Listed records:
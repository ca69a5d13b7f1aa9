use std::sync::Arc;

use chrono::Duration;
use log::{debug, info, warn};
use squid_model::{LoginRecord, ResourcePath, TokenGrant, TokenInfo};
use tokio::sync::watch;

use crate::activity::ActivityTracker;
use crate::api_client::ApiClient;
use crate::config::{
    ClientConfig, DEFAULT_TOKEN_EXPIRATION_MINUTES, OrchestratorConfig, ResolvedConfig,
};
use crate::errors::{AuthError, AuthResult, ClientResult, StorageError, TransportError};
use crate::jobs::JobOrchestrator;
use crate::location::LocationSource;
use crate::session::state::{AuthOutcome, Session, SessionStateStore};
use crate::token_store::{TOKEN_KEY, TokenStore, token_key};
use crate::transport::HttpTransport;

const LOGOUT_FAILED_MESSAGE: &str = "logout failed";
const DEFAULT_LOGIN_HOST: &str = "https://api.squidsolutions.com/release/v4.2/api/oauth";

/// Host supplied collaborators of a session.
#[derive(Clone)]
pub struct Collaborators {
    pub transport: Arc<dyn HttpTransport>,
    pub token_store: Arc<dyn TokenStore>,
    pub location: Arc<dyn LocationSource>,
    pub activity: ActivityTracker,
}

impl std::fmt::Debug for Collaborators {
    fn fmt(&self, f: &mut std::fmt::Formatter<'_>) -> std::fmt::Result {
        f.debug_struct("Collaborators")
            .field("activity", &self.activity)
            .finish_non_exhaustive()
    }
}

impl Collaborators {
    pub fn new(
        transport: Arc<dyn HttpTransport>,
        token_store: Arc<dyn TokenStore>,
        location: Arc<dyn LocationSource>,
    ) -> Self {
        Self {
            transport,
            token_store,
            location,
            activity: ActivityTracker::new(),
        }
    }

    pub fn with_activity(mut self, activity: ActivityTracker) -> Self {
        self.activity = activity;
        self
    }
}

/// Session manager
///
/// ## Token lifecycle
///
/// - A token comes from the location (`access_token`), from an authorization
///   `code` exchanged at `/token`, or from the token store.
/// - It is validated with `/tokeninfo` (which also tells the customer it
///   belongs to) and `/user`, then persisted under `sq-token_<customerId>`
///   and `sq-token`.
/// - Any tracked request answered 401 or 403 clears both store entries and
///   the in-memory token and login. Nothing is retried.
#[derive(Clone)]
pub struct SessionManager {
    config: ResolvedConfig,
    api: ApiClient,
    state: SessionStateStore,
    token_store: Arc<dyn TokenStore>,
    location: Arc<dyn LocationSource>,
    activity: ActivityTracker,
}

impl std::fmt::Debug for SessionManager {
    fn fmt(&self, f: &mut std::fmt::Formatter<'_>) -> std::fmt::Result {
        f.debug_struct("SessionManager")
            .field("config", &self.config)
            .field("api", &self.api)
            .field("authenticated", &self.state.current().is_authenticated())
            .finish()
    }
}

impl SessionManager {
    /// Resolves the session settings and wires the 401/403 invalidation.
    /// No request is sent; call [`SessionManager::start`] to log in.
    pub async fn initialize(
        config: &ClientConfig,
        collaborators: Collaborators,
    ) -> ClientResult<Self> {
        let Collaborators {
            transport,
            token_store,
            location,
            activity,
        } = collaborators;

        let resolved = ResolvedConfig::resolve(config, location.as_ref());
        info!(
            "[Session] Initializing for customer {:?}, API {}",
            resolved.customer_id, resolved.api_url
        );

        let state = SessionStateStore::new(Session {
            customer_id: resolved.customer_id.clone(),
            client_id: resolved.client_id.clone(),
            project_id: resolved.project_id.clone(),
            ..Session::default()
        });

        let api = ApiClient::new(
            resolved.api_url.clone(),
            transport,
            state.clone(),
            activity.clone(),
        )?
        .with_timeout_millis(resolved.timeout_millis);

        let store = token_store.clone();
        let observed = state.clone();
        api.set_invalidation_callback(move |error| {
            let store = store.clone();
            let observed = observed.clone();
            async move {
                warn!(
                    "[Session] Server answered {:?}, clearing login",
                    error.status
                );
                if let Err(e) = clear_session(store.as_ref(), &observed) {
                    warn!("[Session] Failed to remove stored token: {}", e);
                }
            }
        })
        .await;

        Ok(Self {
            config: resolved,
            api,
            state,
            token_store,
            location,
            activity,
        })
    }

    /// Initial login: exchanges the location's `code` when present, otherwise
    /// uses its `access_token` (or the stored token).
    pub async fn start(&self) -> AuthResult<AuthOutcome> {
        match self.location.param("code") {
            Some(code) => self.authenticate_with_code(&code, None).await,
            None => {
                let token = self.location.param("access_token");
                self.authenticate_with_token(token, None).await
            }
        }
    }

    /// Exchanges an OAuth authorization code for a token, then logs in with
    /// it. A failed exchange falls back to the stored token.
    pub async fn authenticate_with_code(
        &self,
        code: &str,
        expiration: Option<Duration>,
    ) -> AuthResult<AuthOutcome> {
        let mut form = vec![
            ("grant_type".to_string(), "authorization_code".to_string()),
            ("code".to_string(), code.to_string()),
        ];
        if let Some(client_id) = &self.config.client_id {
            form.push(("client_id".to_string(), client_id.to_string()));
        }
        form.push(("redirect_uri".to_string(), String::new()));

        let grant = self
            .api
            .post_form(&ResourcePath::token(), form)
            .await
            .and_then(|value| {
                serde_json::from_value::<TokenGrant>(value).map_err(|e| {
                    TransportError::network(format!("Malformed token grant: {e}"))
                })
            });

        match grant {
            Ok(grant) => {
                debug!("[Session] Authorization code exchanged");
                self.authenticate_with_token(Some(grant.oid), expiration)
                    .await
            }
            Err(e) => {
                warn!("[Session] Authorization code exchange failed: {}", e);
                self.authenticate_with_token(None, expiration).await
            }
        }
    }

    /// Logs in with `token`, or with the stored token when `None`.
    ///
    /// Without any token the login identity is cleared and no request is
    /// sent. `expiration` defaults to 120 minutes.
    pub async fn authenticate_with_token(
        &self,
        token: Option<String>,
        expiration: Option<Duration>,
    ) -> AuthResult<AuthOutcome> {
        let expiration = expiration
            .unwrap_or_else(|| Duration::minutes(DEFAULT_TOKEN_EXPIRATION_MINUTES));

        let token = match token.filter(|token| !token.is_empty()) {
            Some(token) => Some(token),
            None => {
                let key = token_key(self.state.customer_id().as_ref());
                self.token_store.read(&key)?
            }
        };
        let Some(token) = token else {
            debug!("[Session] No access token available");
            self.state.clear_identity();
            return Ok(AuthOutcome::Anonymous);
        };

        self.state.set_access_token(token.clone());

        let info = match self.api.fetch::<TokenInfo>(&ResourcePath::token_info()).await {
            Ok(info) => info,
            Err(e) => {
                self.state.clear_identity();
                return Err(AuthError::from_transport(e, AuthError::TokenInfo));
            }
        };

        self.state.update(|session| {
            session.customer_id = info.customer_id.clone();
            session.token_info = Some(info.clone());
        });

        if let Some(expected) = &self.config.client_id
            && info.client_id.as_ref() != Some(expected)
        {
            warn!(
                "[Session] Token belongs to client {:?}, expected {}",
                info.client_id, expected
            );
            self.state.clear_identity();
            return Err(AuthError::ClientMismatch {
                expected: expected.to_string(),
                actual: info.client_id.map(|id| id.to_string()),
            });
        }

        let login = match self.api.fetch::<LoginRecord>(&ResourcePath::user()).await {
            Ok(login) => login,
            Err(e) => {
                self.state.clear_identity();
                return Err(AuthError::from_transport(e, AuthError::Login));
            }
        };

        self.state
            .update(|session| session.login = Some(login.clone()));

        let customer_key = token_key(info.customer_id.as_ref());
        self.token_store.write(&customer_key, &token, expiration)?;
        if customer_key != TOKEN_KEY {
            self.token_store.write(TOKEN_KEY, &token, expiration)?;
        }

        info!(
            "[Session] Logged in as {:?}",
            login.login.as_deref().or(login.email.as_deref())
        );
        Ok(AuthOutcome::Authenticated(login))
    }

    /// Revokes the token server side. On failure the session is kept and the
    /// activity message says so.
    pub async fn logout(&self) -> AuthResult<()> {
        if self.state.access_token().is_none() {
            return Err(AuthError::NotAuthenticated);
        }

        match self.api.get(&ResourcePath::logout()).await {
            Ok(_) => {
                info!("[Session] Logged out");
                self.invalidate()?;
                Ok(())
            }
            Err(e) => {
                warn!("[Session] Logout failed: {}", e);
                self.activity.set_message(LOGOUT_FAILED_MESSAGE);
                Err(AuthError::from_transport(e, AuthError::Logout))
            }
        }
    }

    /// Clears the stored token entries and the in-memory token and login.
    pub fn invalidate(&self) -> Result<(), StorageError> {
        clear_session(self.token_store.as_ref(), &self.state)
    }

    pub fn session(&self) -> Session {
        self.state.current()
    }

    pub fn access_token(&self) -> Option<String> {
        self.state.access_token()
    }

    pub fn subscribe(&self) -> watch::Receiver<Session> {
        self.state.subscribe()
    }

    pub fn state(&self) -> &SessionStateStore {
        &self.state
    }

    /// Login URL built from the resolved login host.
    pub fn login_url(&self) -> &str {
        &self.config.login_url
    }

    /// Login URL on the public release API for the current client and
    /// customer.
    pub fn default_login_url(&self) -> String {
        let client_id = self
            .config
            .client_id
            .as_ref()
            .map(|id| urlencoding::encode(id.as_str()).into_owned())
            .unwrap_or_default();
        let mut url = format!("{DEFAULT_LOGIN_HOST}?client_id={client_id}");
        if let Some(customer_id) = self.state.customer_id() {
            url.push_str("&customerId=");
            url.push_str(&urlencoding::encode(customer_id.as_str()));
        }
        url
    }

    pub fn api_url(&self) -> &str {
        &self.config.api_url
    }

    /// API environment name, e.g. `release`.
    pub fn api(&self) -> &str {
        &self.config.api
    }

    pub fn api_client(&self) -> &ApiClient {
        &self.api
    }

    /// Orchestrator sending its jobs with this session's token.
    pub fn job_orchestrator(&self, config: OrchestratorConfig) -> JobOrchestrator {
        JobOrchestrator::new(self.api.clone(), config)
    }

    pub fn activity(&self) -> &ActivityTracker {
        &self.activity
    }

    pub fn config(&self) -> &ResolvedConfig {
        &self.config
    }
}

/// Removes both token entries, then forgets the login in memory. The memory
/// side is cleared even when the store fails.
fn clear_session(
    store: &dyn TokenStore,
    state: &SessionStateStore,
) -> Result<(), StorageError> {
    let customer_key = token_key(state.customer_id().as_ref());
    let scoped = store.remove(&customer_key);
    let global = if customer_key != TOKEN_KEY {
        store.remove(TOKEN_KEY)
    } else {
        Ok(())
    };
    state.clear_login();
    scoped.and(global)
}

#[cfg(test)]
mod tests {
    use super::*;
    use crate::location::LocationHref;
    use crate::token_store::MockTokenStore;
    use crate::transport::MockHttpTransport;

    async fn manager(store: MockTokenStore) -> SessionManager {
        let config = ClientConfig::default()
            .with_customer_id("acme")
            .with_client_id("app");
        SessionManager::initialize(
            &config,
            Collaborators::new(
                Arc::new(MockHttpTransport::new()),
                Arc::new(store),
                Arc::new(LocationHref::default()),
            ),
        )
        .await
        .unwrap()
    }

    #[tokio::test]
    async fn missing_token_is_anonymous_without_requests() {
        let mut store = MockTokenStore::new();
        store
            .expect_read()
            .withf(|key| key == "sq-token_acme")
            .times(1)
            .returning(|_| Ok(None));
        let session = manager(store).await;

        let outcome = session.authenticate_with_token(None, None).await.unwrap();

        assert_eq!(outcome, AuthOutcome::Anonymous);
        assert!(session.session().login.is_none());
        assert_eq!(session.activity().status(), None);
    }

    #[tokio::test]
    async fn invalidate_removes_both_keys() {
        let mut store = MockTokenStore::new();
        store
            .expect_remove()
            .withf(|key| key == "sq-token_acme")
            .times(1)
            .returning(|_| Ok(()));
        store
            .expect_remove()
            .withf(|key| key == "sq-token")
            .times(1)
            .returning(|_| Ok(()));
        let session = manager(store).await;
        session.state().set_access_token("t1");

        session.invalidate().unwrap();

        assert_eq!(session.access_token(), None);
    }

    #[tokio::test]
    async fn store_failure_still_clears_memory() {
        let mut store = MockTokenStore::new();
        store.expect_remove().returning(|_| {
            Err(StorageError::WriteFailed(std::io::Error::other("disk full")))
        });
        let session = manager(store).await;
        session.state().set_access_token("t1");

        assert!(session.invalidate().is_err());
        assert_eq!(session.access_token(), None);
    }

    #[tokio::test]
    async fn logout_without_token_sends_nothing() {
        let session = manager(MockTokenStore::new()).await;
        assert!(matches!(
            session.logout().await,
            Err(AuthError::NotAuthenticated)
        ));
    }

    #[tokio::test]
    async fn urls_follow_resolved_config() {
        let session = manager(MockTokenStore::new()).await;
        assert_eq!(
            session.api_url(),
            "https://api.squidsolutions.com/release/v4.2/rs"
        );
        assert_eq!(session.api(), "release");
        assert_eq!(
            session.default_login_url(),
            "https://api.squidsolutions.com/release/v4.2/api/oauth?client_id=app&customerId=acme"
        );
        assert!(session.login_url().ends_with("client_id=app&customerId=acme"));
    }
}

Exercise: Quote, with nothing altered, all lines from the start of the entries to the line that carries "pub transport: Arc<dyn", inclusive.

Solution for this exercise:
repository ca69a5d13b7f1aa9
use std::sync::Arc;

use chrono::Duration;
use log::{debug, info, warn};
use squid_model::{LoginRecord, ResourcePath, TokenGrant, TokenInfo};
use tokio::sync::watch;

use crate::activity::ActivityTracker;
use crate::api_client::ApiClient;
use crate::config::{
    ClientConfig, DEFAULT_TOKEN_EXPIRATION_MINUTES, OrchestratorConfig, ResolvedConfig,
};
use crate::errors::{AuthError, AuthResult, ClientResult, StorageError, TransportError};
use crate::jobs::JobOrchestrator;
use crate::location::LocationSource;
use crate::session::state::{AuthOutcome, Session, SessionStateStore};
use crate::token_store::{TOKEN_KEY, TokenStore, token_key};
use crate::transport::HttpTransport;

const LOGOUT_FAILED_MESSAGE: &str = "logout failed";
const DEFAULT_LOGIN_HOST: &str = "https://api.squidsolutions.com/release/v4.2/api/oauth";

/// Host supplied collaborators of a session.
#[derive(Clone)]
pub struct Collaborators {
    pub transport: Arc<dyn HttpTransport>,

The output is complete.